Francisco de Ibarra (1539 -June 3, 1575) was a Spanish-Basque explorer, founder of the city of Durango, and governor of the Spanish province of Nueva Vizcaya, in present-day Durango and Chihuahua.

==Biography==
Francisco de Ibarra was born about 1534 in Eibar, Gipuzkoa, in the Basque Country of Spain. He went to Mexico as a young man, and upon the recommendation and financing of his uncle, conquistador and wealthy mine owner Diego de Ibarra, Francisco was placed at the head of an expedition to explore northwest from Zacatecas in 1554. The young Ibarra noted silver in the vicinity of present-day Fresnillo, but passed it by. He explored further and founded towns at San Martín and Avino, where the silver mines made him a mine owner in his own right. Ibarra's expedition to Zacatecas was later documented by Spanish historian Baltasar Obregón, who traveled with Ibarra in 1554.

In 1562, Ibarra headed another expedition to push farther into northwest Mexico. In particular, he was searching for the fabled golden city of Copala. He did not find the mythical treasure, but explored and conquered what is now the Mexican state of Durango. Ibarra was appointed governor of the newly formed province of Nueva Vizcaya (New Biscay) in 1562, and the following year he founded the city of Durango to be its capital.

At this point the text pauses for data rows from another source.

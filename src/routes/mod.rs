use axum::http::StatusCode;
use axum::response::{IntoResponse, Response};
use axum::Json;
use serde_json::json;

use crate::db::store::StoreError;
use crate::services::activation::ActivationError;
use crate::services::ads_api::{ApiError, ErrorKind};
use crate::services::audit::AuditError;
use crate::services::processor::JobError;

pub mod health;
pub mod jobs;
pub mod maintenance;
pub mod metrics;

/// Error body returned by every handler.
#[derive(Debug)]
pub struct AppError {
    status: StatusCode,
    message: String,
}

impl AppError {
    pub fn new(status: StatusCode, message: impl Into<String>) -> Self {
        Self {
            status,
            message: message.into(),
        }
    }
}

impl IntoResponse for AppError {
    fn into_response(self) -> Response {
        (self.status, Json(json!({ "error": self.message }))).into_response()
    }
}

impl From<StoreError> for AppError {
    fn from(err: StoreError) -> Self {
        let status = match &err {
            StoreError::NotFound(_) => StatusCode::NOT_FOUND,
            StoreError::InvalidTransition { .. } => StatusCode::CONFLICT,
            StoreError::Database(_) | StoreError::Corrupt(_) => {
                tracing::error!(error = %err, "Job store failure");
                StatusCode::INTERNAL_SERVER_ERROR
            }
        };
        AppError::new(status, err.to_string())
    }
}

impl From<ApiError> for AppError {
    fn from(err: ApiError) -> Self {
        let status = match err.kind {
            ErrorKind::RateLimited => StatusCode::TOO_MANY_REQUESTS,
            ErrorKind::Rejected | ErrorKind::RequestTooLarge => StatusCode::UNPROCESSABLE_ENTITY,
            ErrorKind::Transient | ErrorKind::Fatal => StatusCode::BAD_GATEWAY,
        };
        AppError::new(status, err.to_string())
    }
}

impl From<JobError> for AppError {
    fn from(err: JobError) -> Self {
        match err {
            JobError::Store(err) => err.into(),
        }
    }
}

impl From<AuditError> for AppError {
    fn from(err: AuditError) -> Self {
        match err {
            AuditError::Api(err) => err.into(),
            AuditError::Store(err) => err.into(),
            AuditError::UnknownVariant(_) => AppError::new(StatusCode::BAD_REQUEST, err.to_string()),
        }
    }
}

impl From<ActivationError> for AppError {
    fn from(err: ActivationError) -> Self {
        match err {
            ActivationError::Api(err) => err.into(),
            ActivationError::UnknownVariant(_) => AppError::new(StatusCode::BAD_REQUEST, err.to_string()),
        }
    }
}

pub type ApiResult<T> = Result<T, AppError>;
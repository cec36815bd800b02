//! Chunked, rate-limited execution of mutate operations.

use std::collections::VecDeque;
use std::sync::Arc;

use crate::models::remote::{MutateOperation, OperationResult, SearchQuery, SearchRow};
use crate::services::ads_api::{AdsPlatform, ApiError, ErrorKind};
use crate::services::rate_limiter::{AdaptiveRateLimiter, Sleeper};
use crate::services::retry::{call_with_retry, RetryPolicy};

#[derive(Debug, Clone, PartialEq)]
pub struct BatcherSettings {
    /// Largest batch submitted in one call.
    pub chunk_size: usize,
    /// Smallest batch a too-large request is split down to.
    pub floor_size: usize,
    pub partial_failure: bool,
    /// Plan only: operations are answered locally and nothing is sent.
    pub dry_run: bool,
}

impl Default for BatcherSettings {
    fn default() -> Self {
        Self {
            chunk_size: 1000,
            floor_size: 10,
            partial_failure: true,
            dry_run: false,
        }
    }
}

/// Per-operation results of one `execute` call, in submission order.
#[derive(Debug, Clone, Default, PartialEq)]
pub struct BatchOutcome {
    pub results: Vec<OperationResult>,
    pub batches: usize,
}

impl BatchOutcome {
    pub fn succeeded(&self) -> usize {
        self.results.iter().filter(|r| r.is_ok()).count()
    }

    pub fn failed(&self) -> usize {
        self.results.len() - self.succeeded()
    }
}

/// The single gateway to the remote platform: reads go through the retry
/// policy, writes additionally through chunking and the shared rate limiter.
pub struct MutationBatcher {
    platform: Arc<dyn AdsPlatform>,
    limiter: Arc<AdaptiveRateLimiter>,
    sleeper: Arc<dyn Sleeper>,
    retry: RetryPolicy,
    settings: BatcherSettings,
}

impl MutationBatcher {
    pub fn new(
        platform: Arc<dyn AdsPlatform>,
        limiter: Arc<AdaptiveRateLimiter>,
        sleeper: Arc<dyn Sleeper>,
        retry: RetryPolicy,
        settings: BatcherSettings,
    ) -> Self {
        Self {
            platform,
            limiter,
            sleeper,
            retry,
            settings,
        }
    }

    pub fn limiter(&self) -> &AdaptiveRateLimiter {
        &self.limiter
    }

    pub async fn search(
        &self,
        customer_id: &str,
        query: &SearchQuery,
    ) -> Result<Vec<SearchRow>, ApiError> {
        let platform = &self.platform;
        call_with_retry(query.kind(), &self.retry, self.sleeper.as_ref(), move || {
            platform.search(customer_id, query)
        })
        .await
    }

    /// Submit `operations` and return one result per operation, in order.
    ///
    /// Only a fatal error is returned as `Err`; every other failure is
    /// recorded against the operations of the affected batch.
    pub async fn execute(
        &self,
        customer_id: &str,
        operations: &[MutateOperation],
    ) -> Result<BatchOutcome, ApiError> {
        let mut outcome = BatchOutcome {
            results: Vec::with_capacity(operations.len()),
            batches: 0,
        };
        if operations.is_empty() {
            return Ok(outcome);
        }

        if self.settings.dry_run {
            outcome.results = operations
                .iter()
                .enumerate()
                .map(|(i, op)| Ok(format!("dry_run/{}/{}", op.kind(), i)))
                .collect();
            return Ok(outcome);
        }

        let chunk_size = self.settings.chunk_size.max(1);
        let mut queue: VecDeque<&[MutateOperation]> = operations.chunks(chunk_size).collect();

        while let Some(batch) = queue.pop_front() {
            if outcome.batches > 0 {
                self.sleeper.sleep(self.limiter.current_delay()).await;
            }
            outcome.batches += 1;

            match self.submit(customer_id, batch).await {
                Ok(results) => {
                    let failed = results.iter().filter(|r| r.is_err()).count();
                    if failed == results.len() {
                        self.limiter.on_error();
                        metrics::counter!("mutation_batches_total", "outcome" => "failed").increment(1);
                    } else {
                        self.limiter.on_success();
                        let label = if failed == 0 { "ok" } else { "partial" };
                        metrics::counter!("mutation_batches_total", "outcome" => label).increment(1);
                    }
                    tracing::debug!(
                        customer_id,
                        batch = outcome.batches,
                        size = batch.len(),
                        failed,
                        "Mutate batch finished"
                    );
                    record_operations(&results);
                    outcome.results.extend(results);
                }
                Err(err) if err.kind == ErrorKind::RequestTooLarge && batch.len() > self.settings.floor_size => {
                    let (head, tail) = batch.split_at(batch.len() / 2);
                    tracing::warn!(
                        customer_id,
                        size = batch.len(),
                        halves = ?(head.len(), tail.len()),
                        "Batch too large, splitting"
                    );
                    queue.push_front(tail);
                    queue.push_front(head);
                }
                Err(err) if err.kind == ErrorKind::Fatal => {
                    metrics::counter!("mutation_batches_total", "outcome" => "fatal").increment(1);
                    return Err(err);
                }
                Err(err) => {
                    self.limiter.on_error();
                    metrics::counter!("mutation_batches_total", "outcome" => "failed").increment(1);
                    tracing::warn!(customer_id, size = batch.len(), error = %err, "Mutate batch failed");
                    let results: Vec<OperationResult> =
                        batch.iter().map(|_| Err(err.message.clone())).collect();
                    record_operations(&results);
                    outcome.results.extend(results);
                }
            }
        }

        tracing::info!(
            customer_id,
            operations = operations.len(),
            batches = outcome.batches,
            succeeded = outcome.succeeded(),
            failed = outcome.failed(),
            "Mutations executed"
        );
        Ok(outcome)
    }

    async fn submit(
        &self,
        customer_id: &str,
        batch: &[MutateOperation],
    ) -> Result<Vec<OperationResult>, ApiError> {
        let platform = &self.platform;
        let partial = self.settings.partial_failure;
        let response = call_with_retry("mutate", &self.retry, self.sleeper.as_ref(), move || {
            platform.mutate(customer_id, batch, partial)
        })
        .await?;

        let mut results = response.results;
        results.truncate(batch.len());
        while results.len() < batch.len() {
            results.push(Err("no result returned for operation".to_string()));
        }
        Ok(results)
    }
}

fn record_operations(results: &[OperationResult]) {
    let failed = results.iter().filter(|r| r.is_err()).count() as u64;
    let succeeded = results.len() as u64 - failed;
    metrics::counter!("mutation_operations_total", "outcome" => "succeeded").increment(succeeded);
    metrics::counter!("mutation_operations_total", "outcome" => "failed").increment(failed);
}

In 1564, Ibarra, following rumors of rich mineral deposits, crossed the Sierra Madre Occidental to conquer what is now southern Sinaloa. Prospectors discovered silver veins in the new territory, and in 1565, de Ibarra founded the towns of Copala and :es:Pánuco (Sinaloa).

Soldiers under Ibarra's direction explored north from Durango in 1567, and founded the town of Santa Bárbara in present-day Chihuahua to mine the silver they found there.

Francisco de Ibarra died on 3 June 1575 in Pánuco, Sinaloa, one of the silver-mining cities that he founded.